### Data listing

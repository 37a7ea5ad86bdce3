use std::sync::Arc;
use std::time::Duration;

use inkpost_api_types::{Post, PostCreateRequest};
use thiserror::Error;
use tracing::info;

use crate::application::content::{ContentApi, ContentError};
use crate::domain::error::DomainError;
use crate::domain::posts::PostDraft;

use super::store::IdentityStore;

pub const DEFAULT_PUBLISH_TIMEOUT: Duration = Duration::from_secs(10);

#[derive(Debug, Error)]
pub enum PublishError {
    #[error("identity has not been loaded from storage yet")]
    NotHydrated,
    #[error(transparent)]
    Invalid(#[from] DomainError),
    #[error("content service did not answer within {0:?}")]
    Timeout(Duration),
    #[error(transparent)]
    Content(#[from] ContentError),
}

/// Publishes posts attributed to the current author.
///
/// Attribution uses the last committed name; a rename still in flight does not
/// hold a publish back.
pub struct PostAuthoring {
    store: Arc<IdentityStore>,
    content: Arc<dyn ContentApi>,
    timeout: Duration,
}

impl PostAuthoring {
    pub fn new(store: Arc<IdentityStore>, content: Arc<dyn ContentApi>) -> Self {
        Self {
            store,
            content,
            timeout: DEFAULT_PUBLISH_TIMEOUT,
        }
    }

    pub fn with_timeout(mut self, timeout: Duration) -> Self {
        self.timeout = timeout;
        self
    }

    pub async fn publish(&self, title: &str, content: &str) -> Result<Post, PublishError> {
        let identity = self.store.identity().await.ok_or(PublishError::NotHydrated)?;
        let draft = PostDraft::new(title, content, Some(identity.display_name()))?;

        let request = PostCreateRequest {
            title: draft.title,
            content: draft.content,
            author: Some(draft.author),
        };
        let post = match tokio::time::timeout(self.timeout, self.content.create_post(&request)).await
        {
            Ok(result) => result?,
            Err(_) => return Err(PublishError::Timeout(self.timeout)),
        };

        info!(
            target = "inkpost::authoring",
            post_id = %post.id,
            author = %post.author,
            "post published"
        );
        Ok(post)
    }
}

######
### Data listing

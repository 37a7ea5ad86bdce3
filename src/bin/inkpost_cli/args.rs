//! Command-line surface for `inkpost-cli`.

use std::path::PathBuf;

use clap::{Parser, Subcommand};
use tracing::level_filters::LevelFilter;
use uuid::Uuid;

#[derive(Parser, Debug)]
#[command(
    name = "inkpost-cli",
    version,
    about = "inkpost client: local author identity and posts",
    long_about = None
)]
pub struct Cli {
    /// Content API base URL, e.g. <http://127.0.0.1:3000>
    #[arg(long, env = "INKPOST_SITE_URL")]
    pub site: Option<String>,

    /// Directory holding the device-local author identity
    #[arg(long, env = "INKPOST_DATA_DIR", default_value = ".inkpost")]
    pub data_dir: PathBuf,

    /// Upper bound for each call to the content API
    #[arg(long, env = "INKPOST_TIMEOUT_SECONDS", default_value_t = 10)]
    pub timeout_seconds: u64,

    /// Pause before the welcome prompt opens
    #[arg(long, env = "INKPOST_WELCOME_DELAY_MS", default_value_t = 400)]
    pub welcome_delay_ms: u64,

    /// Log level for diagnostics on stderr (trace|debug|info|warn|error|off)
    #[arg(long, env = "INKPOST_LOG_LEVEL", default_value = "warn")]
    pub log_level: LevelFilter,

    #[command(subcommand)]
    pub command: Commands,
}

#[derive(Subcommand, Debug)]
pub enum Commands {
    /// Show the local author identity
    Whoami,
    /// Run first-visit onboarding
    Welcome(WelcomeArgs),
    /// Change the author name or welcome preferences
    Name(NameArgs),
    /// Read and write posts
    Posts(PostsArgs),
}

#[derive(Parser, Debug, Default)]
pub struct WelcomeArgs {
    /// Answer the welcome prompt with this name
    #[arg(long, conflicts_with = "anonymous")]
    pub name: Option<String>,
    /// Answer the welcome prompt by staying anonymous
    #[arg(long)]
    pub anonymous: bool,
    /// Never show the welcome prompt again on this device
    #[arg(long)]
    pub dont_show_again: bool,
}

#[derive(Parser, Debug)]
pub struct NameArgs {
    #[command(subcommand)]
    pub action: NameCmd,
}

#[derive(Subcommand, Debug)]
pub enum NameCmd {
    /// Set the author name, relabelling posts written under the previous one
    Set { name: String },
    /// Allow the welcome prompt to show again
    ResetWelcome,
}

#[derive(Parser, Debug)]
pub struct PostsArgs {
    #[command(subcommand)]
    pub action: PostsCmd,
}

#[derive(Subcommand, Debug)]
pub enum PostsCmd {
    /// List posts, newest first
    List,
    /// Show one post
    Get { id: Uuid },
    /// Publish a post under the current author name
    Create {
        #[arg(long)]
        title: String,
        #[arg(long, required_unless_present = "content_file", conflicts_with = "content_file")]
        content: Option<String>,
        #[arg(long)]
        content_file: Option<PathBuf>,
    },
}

######
### Data listing

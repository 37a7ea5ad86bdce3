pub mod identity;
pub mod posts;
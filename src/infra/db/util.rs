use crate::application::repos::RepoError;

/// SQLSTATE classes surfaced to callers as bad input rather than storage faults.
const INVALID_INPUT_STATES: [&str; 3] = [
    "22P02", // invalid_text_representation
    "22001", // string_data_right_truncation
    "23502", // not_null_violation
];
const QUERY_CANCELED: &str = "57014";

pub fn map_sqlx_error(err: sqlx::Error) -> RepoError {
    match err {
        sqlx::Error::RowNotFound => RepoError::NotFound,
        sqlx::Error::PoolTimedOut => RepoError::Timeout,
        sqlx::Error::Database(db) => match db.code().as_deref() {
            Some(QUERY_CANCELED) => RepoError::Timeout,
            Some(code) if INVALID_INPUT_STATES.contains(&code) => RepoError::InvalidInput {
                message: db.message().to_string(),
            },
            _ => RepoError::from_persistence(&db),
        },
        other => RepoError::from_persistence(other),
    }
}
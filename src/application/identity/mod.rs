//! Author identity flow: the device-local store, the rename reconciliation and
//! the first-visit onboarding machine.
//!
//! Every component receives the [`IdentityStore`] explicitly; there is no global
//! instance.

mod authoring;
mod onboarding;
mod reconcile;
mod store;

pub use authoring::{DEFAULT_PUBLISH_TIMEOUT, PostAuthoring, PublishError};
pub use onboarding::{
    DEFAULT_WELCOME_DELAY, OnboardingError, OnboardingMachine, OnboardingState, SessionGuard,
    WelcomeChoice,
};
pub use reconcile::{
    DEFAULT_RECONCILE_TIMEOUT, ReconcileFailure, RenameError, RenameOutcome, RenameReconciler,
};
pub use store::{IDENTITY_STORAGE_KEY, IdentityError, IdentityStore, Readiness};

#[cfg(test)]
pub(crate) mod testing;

######

▶ What is being asked
For each line above that contains the word "enum", make a copy.

▶ Solution to this problem
pub enum PublishError {
pub enum Commands {
pub enum NameCmd {
pub enum PostsCmd {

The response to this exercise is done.